Ceci est une ancienne révision du document !
Table des matières
Introduction
Dion écrit dans son introduction que ce livre est née d’un malaise. Ce malaise provient de la question suivante : « Comment un littéraire peut-il parler littérairement de la littérature ? » (p. 9) Le formulant autrement, Dion affirme par la suite que cette question pose le problème de la possibilité d’une science de la littérature. Une science de la littérature, voilà l’objectif que se seraient fixé les critiques novateurs du début du XXe siècle :
[…] tous les critiques novateurs du début du XXe siècle ont poursuivi le même objectif; ils ont tous cherché à concevoir une science de la littérature (une Literaturwissenschaft). Comme Saussure, ils ont cru que la création de cette «science» passait par la définition d’une objet de savoir spécifique. Il fallait donner aux études littéraires un objet distinct. (p. 11)

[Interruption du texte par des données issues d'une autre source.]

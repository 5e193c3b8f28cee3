//! Time-Related Constants
//!
//! Intervals carried in `Config` for the scheduling collaborator. The core
//! itself is tick driven and never sleeps.

/// Default sensor sampling interval (milliseconds).
pub const DEFAULT_SENSOR_INTERVAL_MS: u32 = 1000;

/// Default live publish interval (milliseconds).
pub const DEFAULT_PUBLISH_INTERVAL_MS: u32 = 5000;
//! Low-battery alert with hysteresis
//!
//! ```text
//!          pct < 20 (alert)
//!   Armed ─────────────────► Warned
//!     ▲                        │
//!     └────────────────────────┘
//!          pct > 30 (re-arm)
//! ```
//!
//! A non-finite percentage leaves the state untouched.

use crate::alert::{Alert, DeviceId};
use crate::constants::{BATTERY_RECOVERED_THRESHOLD_PCT, LOW_BATTERY_THRESHOLD_PCT};
use crate::reading::Reading;

/// One-shot low-battery alarm with hysteresis
#[derive(Debug, Clone)]
pub struct BatteryMonitor {
    device_id: DeviceId,
    warned: bool,
    low_threshold: f32,
    recovered_threshold: f32,
}

impl BatteryMonitor {
    /// Warns below 20 %, re-arms above 30 %
    pub fn new(device_id: DeviceId) -> Self {
        Self::with_thresholds(
            device_id,
            LOW_BATTERY_THRESHOLD_PCT,
            BATTERY_RECOVERED_THRESHOLD_PCT,
        )
    }

    /// `recovered` is raised to `low` if given below it
    pub fn with_thresholds(device_id: DeviceId, low: f32, recovered: f32) -> Self {
        Self {
            device_id,
            warned: false,
            low_threshold: low,
            recovered_threshold: if recovered < low { low } else { recovered },
        }
    }

    /// Whether an alert has fired and not yet been re-armed
    pub fn is_warned(&self) -> bool {
        self.warned
    }

    /// Alert on the first reading below the low threshold
    pub fn check(&mut self, reading: &Reading) -> Option<Alert> {
        let percentage = reading.battery_pct;
        if !percentage.is_finite() {
            return None;
        }

        if !self.warned && percentage < self.low_threshold {
            self.warned = true;
            log_warn!("battery low: {}%", percentage);
            return Some(Alert::LowBattery {
                device_id: self.device_id.clone(),
                timestamp: reading.timestamp,
                percentage,
            });
        }

        if self.warned && percentage > self.recovered_threshold {
            self.warned = false;
            log_info!("battery recovered: {}%", percentage);
        }

        None
    }

    /// Re-arms without waiting for recovery
    pub fn reset(&mut self) {
        self.warned = false;
    }
}
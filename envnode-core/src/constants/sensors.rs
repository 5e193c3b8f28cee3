//! Sensor Characteristics and Alert Thresholds
//!
//! Limits and calibration values for the node's sensor set: DHT-class
//! temperature/humidity, 3-axis IMU, MQ-class gas sensor, PDM microphone and
//! the LiPo battery divider.

// ===== ANOMALY DETECTION =====

/// Default z-score multiplier (3 sigma).
pub const DEFAULT_ANOMALY_MULTIPLIER: f32 = 3.0;

/// Temperature noise floor (°C).
///
/// A DHT-class sensor quantises to 0.1 °C, so a window with a smaller
/// standard deviation is effectively constant and z-scores against it are
/// meaningless.
pub const MIN_TEMP_STD_DEV: f32 = 0.1;

/// Gas ratio noise floor (dimensionless Rs/R0).
pub const MIN_GAS_STD_DEV: f32 = 0.01;

// ===== SPIKE THRESHOLDS =====

/// Default vibration spike threshold (g, gravity compensated).
pub const DEFAULT_ACCEL_THRESHOLD_G: f32 = 1.2;

/// Default sound spike threshold (raw PDM peak amplitude).
pub const DEFAULT_SOUND_THRESHOLD: f32 = 10_000.0;

/// Lower edge of the band treated as "at rest under gravity" (g).
pub const GRAVITY_BAND_MIN_G: f32 = 0.8;

/// Upper edge of the band treated as "at rest under gravity" (g).
pub const GRAVITY_BAND_MAX_G: f32 = 1.2;

/// Standard gravity subtracted inside the rest band (g).
pub const STANDARD_GRAVITY_G: f32 = 1.0;

// ===== GAS SENSOR CURVES =====
//
// MQ-class sensors follow ppm = (a / ratio)^b on a log-log datasheet plot.

/// CO curve coefficient.
pub const CO_CURVE_A: f32 = 4.07;
/// CO curve exponent.
pub const CO_CURVE_B: f32 = 4.0;
/// CH4 curve coefficient.
pub const CH4_CURVE_A: f32 = 7.08;
/// CH4 curve exponent.
pub const CH4_CURVE_B: f32 = 4.17;
/// LPG curve coefficient.
pub const LPG_CURVE_A: f32 = 10.96;
/// LPG curve exponent.
pub const LPG_CURVE_B: f32 = 2.78;

// ===== BATTERY =====

/// Battery percentage below which a low-battery alert is raised.
pub const LOW_BATTERY_THRESHOLD_PCT: f32 = 20.0;

/// Battery percentage above which the low-battery alert re-arms.
///
/// The 10 point gap keeps a sagging cell under load from flapping the alert.
pub const BATTERY_RECOVERED_THRESHOLD_PCT: f32 = 30.0;
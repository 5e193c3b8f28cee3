//! Sink implementation on top of any [`Connector`]
//!
//! `MqttPublisher` is the object handed to `SensorNode::tick`. It implements
//! all three core sink traits, encodes each record with [`crate::payload`]
//! and routes it to the matching topic.
//!
//! Failures are counted in [`ConnectionStats`] and returned to the core as a
//! [`PublishError`]; nothing is queued or retried here.
//!
//! A live snapshot that reaches the broker is followed by its line-protocol
//! mirror on [`Topics::influx`]. The mirror is best effort: its failure is
//! counted but does not fail the live publish.

use envnode_core::errors::{PublishError, PublishResult};
use envnode_core::{Alert, AlertSink, BatchSink, Config, DeviceId, LiveRecord, LiveSink, Reading};
use log::{debug, warn};

use crate::payload::{self, EncodedAlert};
use crate::topics::Topics;
use crate::{Connector, ConnectorError};

/// Traffic counters for one publisher
#[derive(Debug, Default, Clone)]
pub struct ConnectionStats {
    /// Total messages sent successfully
    pub messages_sent: u64,
    /// Total messages the connector refused
    pub messages_failed: u64,
    /// Payload bytes sent
    pub bytes_sent: u64,
    /// Last error message
    pub last_error: Option<String>,
}

pub struct MqttPublisher<C: Connector> {
    connector: C,
    topics: Topics,
    device_id: DeviceId,
    stats: ConnectionStats,
}

impl<C: Connector> MqttPublisher<C> {
    pub fn new(connector: C, topics: Topics, device_id: DeviceId) -> Self {
        Self {
            connector,
            topics,
            device_id,
            stats: ConnectionStats::default(),
        }
    }

    pub fn connector(&self) -> &C {
        &self.connector
    }

    pub fn connector_mut(&mut self) -> &mut C {
        &mut self.connector
    }

    pub fn topics(&self) -> &Topics {
        &self.topics
    }

    pub fn stats(&self) -> &ConnectionStats {
        &self.stats
    }

    pub fn into_connector(self) -> C {
        self.connector
    }

    /// Announces the node and its active configuration
    pub fn publish_status(&mut self, battery: f32, config: &Config) -> Result<(), ConnectorError> {
        let bytes = payload::encode_status(&self.device_id, battery, config)?;
        let topic = self.topics.status().to_string();
        self.send(&topic, &bytes)
    }

    /// Acknowledges a remote command with `{"status": ...}`
    pub fn publish_status_event(&mut self, status: &str) -> Result<(), ConnectorError> {
        let bytes = payload::encode_status_event(status)?;
        let topic = self.topics.status().to_string();
        self.send(&topic, &bytes)
    }

    fn send(&mut self, topic: &str, bytes: &[u8]) -> Result<(), ConnectorError> {
        match self.connector.send(topic, bytes) {
            Ok(()) => {
                self.stats.messages_sent += 1;
                self.stats.bytes_sent += bytes.len() as u64;
                debug!("published {} bytes to {}", bytes.len(), topic);
                Ok(())
            }
            Err(err) => {
                self.stats.messages_failed += 1;
                self.stats.last_error = Some(err.to_string());
                warn!("publish to {} failed: {}", topic, err);
                Err(err)
            }
        }
    }

    fn encoded<T>(&mut self, encoded: Result<T, ConnectorError>) -> Result<T, PublishError> {
        encoded.map_err(|err| {
            self.stats.messages_failed += 1;
            self.stats.last_error = Some(err.to_string());
            warn!("payload encoding failed: {}", err);
            PublishError::Encoding
        })
    }
}

impl<C: Connector> LiveSink for MqttPublisher<C> {
    fn publish_live(&mut self, record: &LiveRecord<'_>) -> PublishResult {
        let bytes = self.encoded(payload::encode_live(&self.device_id, record))?;
        let topic = self.topics.data().to_string();
        self.send(&topic, &bytes).map_err(PublishError::from)?;

        let line = payload::encode_influx(&self.device_id, record);
        let influx = self.topics.influx().to_string();
        let _ = self.send(&influx, &line);
        Ok(())
    }
}

impl<C: Connector> BatchSink for MqttPublisher<C> {
    fn publish_batch(&mut self, batch: &[Reading]) -> PublishResult {
        let bytes = self.encoded(payload::encode_batch(batch))?;
        let topic = self.topics.buffered_data().to_string();
        self.send(&topic, &bytes).map_err(PublishError::from)
    }
}

impl<C: Connector> AlertSink for MqttPublisher<C> {
    fn publish_alert(&mut self, alert: &Alert) -> PublishResult {
        let (topic, bytes) = match self.encoded(payload::encode_alert(alert))? {
            EncodedAlert::Anomaly(bytes) => (self.topics.anomalies().to_string(), bytes),
            EncodedAlert::Threshold(bytes) => (self.topics.alerts().to_string(), bytes),
        };
        self.send(&topic, &bytes).map_err(PublishError::from)
    }
}
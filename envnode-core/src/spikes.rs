//! Threshold alerts for shock and loud sound
//!
//! Vibration is judged on the acceleration magnitude. A board at rest reads
//! roughly 1 g from gravity alone, so magnitudes inside the gravity band
//! `(0.8, 1.2)` have 1 g subtracted before the comparison:
//!
//! ```text
//!   magnitude ──► in (0.8, 1.2)? ──yes──► m - 1.0 ──┐
//!                       │                           ├──► m > accel_threshold ?
//!                       └──no───────────────► m ────┘
//! ```
//!
//! Sound fires when the peak level is at or above the threshold.

use crate::alert::{Alert, DeviceId};
use crate::config::Config;
use crate::constants::sensors::{GRAVITY_BAND_MAX_G, GRAVITY_BAND_MIN_G, STANDARD_GRAVITY_G};
use crate::reading::Reading;

/// Magnitude with gravity removed when the board looks stationary
pub fn gravity_compensated(magnitude: f32) -> f32 {
    if magnitude > GRAVITY_BAND_MIN_G && magnitude < GRAVITY_BAND_MAX_G {
        magnitude - STANDARD_GRAVITY_G
    } else {
        magnitude
    }
}

/// Alerts raised by one spike check, vibration first
pub type SpikeAlerts = heapless::Vec<Alert, 2>;

/// Stateless threshold checks on acceleration and sound
#[derive(Debug, Clone)]
pub struct SpikeDetector {
    device_id: DeviceId,
}

impl SpikeDetector {
    /// Detector stamping alerts with `device_id`
    pub fn new(device_id: DeviceId) -> Self {
        Self { device_id }
    }

    /// Fires when the gravity-compensated magnitude exceeds `threshold`
    pub fn vibration(&self, reading: &Reading, threshold: f32) -> Option<Alert> {
        let magnitude = reading.accel_magnitude;
        if !magnitude.is_finite() {
            return None;
        }

        if gravity_compensated(magnitude) > threshold {
            log_info!("vibration spike, magnitude {}", magnitude);
            Some(Alert::VibrationSpike {
                device_id: self.device_id.clone(),
                timestamp: reading.timestamp,
                magnitude,
            })
        } else {
            None
        }
    }

    /// Fires when the peak reaches `threshold`
    pub fn sound(&self, reading: &Reading, threshold: f32) -> Option<Alert> {
        let level = reading.sound_level;
        if level.is_finite() && level >= threshold {
            log_info!("sound spike, level {}", level);
            Some(Alert::SoundSpike {
                device_id: self.device_id.clone(),
                timestamp: reading.timestamp,
                level,
            })
        } else {
            None
        }
    }

    /// Both checks against the thresholds in `config`
    pub fn check(&self, reading: &Reading, config: &Config) -> SpikeAlerts {
        let mut alerts = SpikeAlerts::new();
        if let Some(alert) = self.vibration(reading, config.accel_threshold) {
            let _ = alerts.push(alert);
        }
        if let Some(alert) = self.sound(reading, config.sound_threshold) {
            let _ = alerts.push(alert);
        }
        alerts
    }
}
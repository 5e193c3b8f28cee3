//! Gas concentration estimates from the sensor resistance ratio
//!
//! MQ-class sensors report `Rs/R0`; each target gas follows a power law
//! `ppm = (a / ratio)^b` read off the datasheet's log-log curve. The estimates
//! are coarse (±30 % at best) and are published as derived fields next to the
//! raw ratio, never fed back into the statistics.

use crate::constants::sensors::{
    CH4_CURVE_A, CH4_CURVE_B, CO_CURVE_A, CO_CURVE_B, LPG_CURVE_A, LPG_CURVE_B,
};

/// Carbon monoxide estimate (ppm)
pub fn co_ppm(ratio: f32) -> f32 {
    libm::powf(CO_CURVE_A / ratio, CO_CURVE_B)
}

/// Methane estimate (ppm)
pub fn ch4_ppm(ratio: f32) -> f32 {
    libm::powf(CH4_CURVE_A / ratio, CH4_CURVE_B)
}

/// Liquefied petroleum gas estimate (ppm)
pub fn lpg_ppm(ratio: f32) -> f32 {
    libm::powf(LPG_CURVE_A / ratio, LPG_CURVE_B)
}

/// All derived gas fields for one ratio
#[derive(Debug, Clone, Copy, PartialEq)]
#[cfg_attr(feature = "serde", derive(serde::Serialize, serde::Deserialize))]
pub struct GasEstimates {
    /// Carbon monoxide (ppm)
    pub co_ppm: f32,
    /// Methane (ppm)
    pub ch4_ppm: f32,
    /// LPG (ppm)
    pub lpg_ppm: f32,
}

impl GasEstimates {
    /// Evaluates every curve at `ratio`
    pub fn from_ratio(ratio: f32) -> Self {
        Self {
            co_ppm: co_ppm(ratio),
            ch4_ppm: ch4_ppm(ratio),
            lpg_ppm: lpg_ppm(ratio),
        }
    }
}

Ce passage est important dans la mesure où il met de l’avant le rôle capital qu’a joué la linguistique saussurienne dans le développement du structuralisme en France. De fait, Saussure occupe une place importante dans le livre. Dion rappelle que les structuralistes ont insisté sur l’aspect linguistique des oeuvres littéraires :
À la question «comment aborder les textes d’un point de vue strictement littéraire?», les structuralistes, qu’ils soient Russes, Praguois ou Français (laissons de côté, pour l’instant, les différences), répondent: en analysant l’aspect linguistique, et, par extension, formel, des textes. » (p. 11)
Le livre de Dion porte sur la période de 1960 à 1970. Selon lui, les parutions du collectif Sens et usages du mot structure, en 1962, et Figures III (Consulter la fiche sur Discours du récit), en 1972, délimitent cette période qui constitue l’apogée du structuralisme littéraire en France. C’est donc principalement de cette période dont il est question. Le but du livre est de montrer comment le structuralisme français de cette période a tenté de fonder une science de la littérature en pensant ses rapports avec la linguistique. Le livre souhaite montrer que ce structuralisme a constitué une première tentative d’appréhender littérairement la littérature et comment, au final, cette tentative s’est avérée insatisfaisante. Au final, Dion explore la postérité du structuralisme, c’est-à-dire les approches théoriques qui, selon lui, sont tributaires des avancées effectuées par les théoriciens structuralistes.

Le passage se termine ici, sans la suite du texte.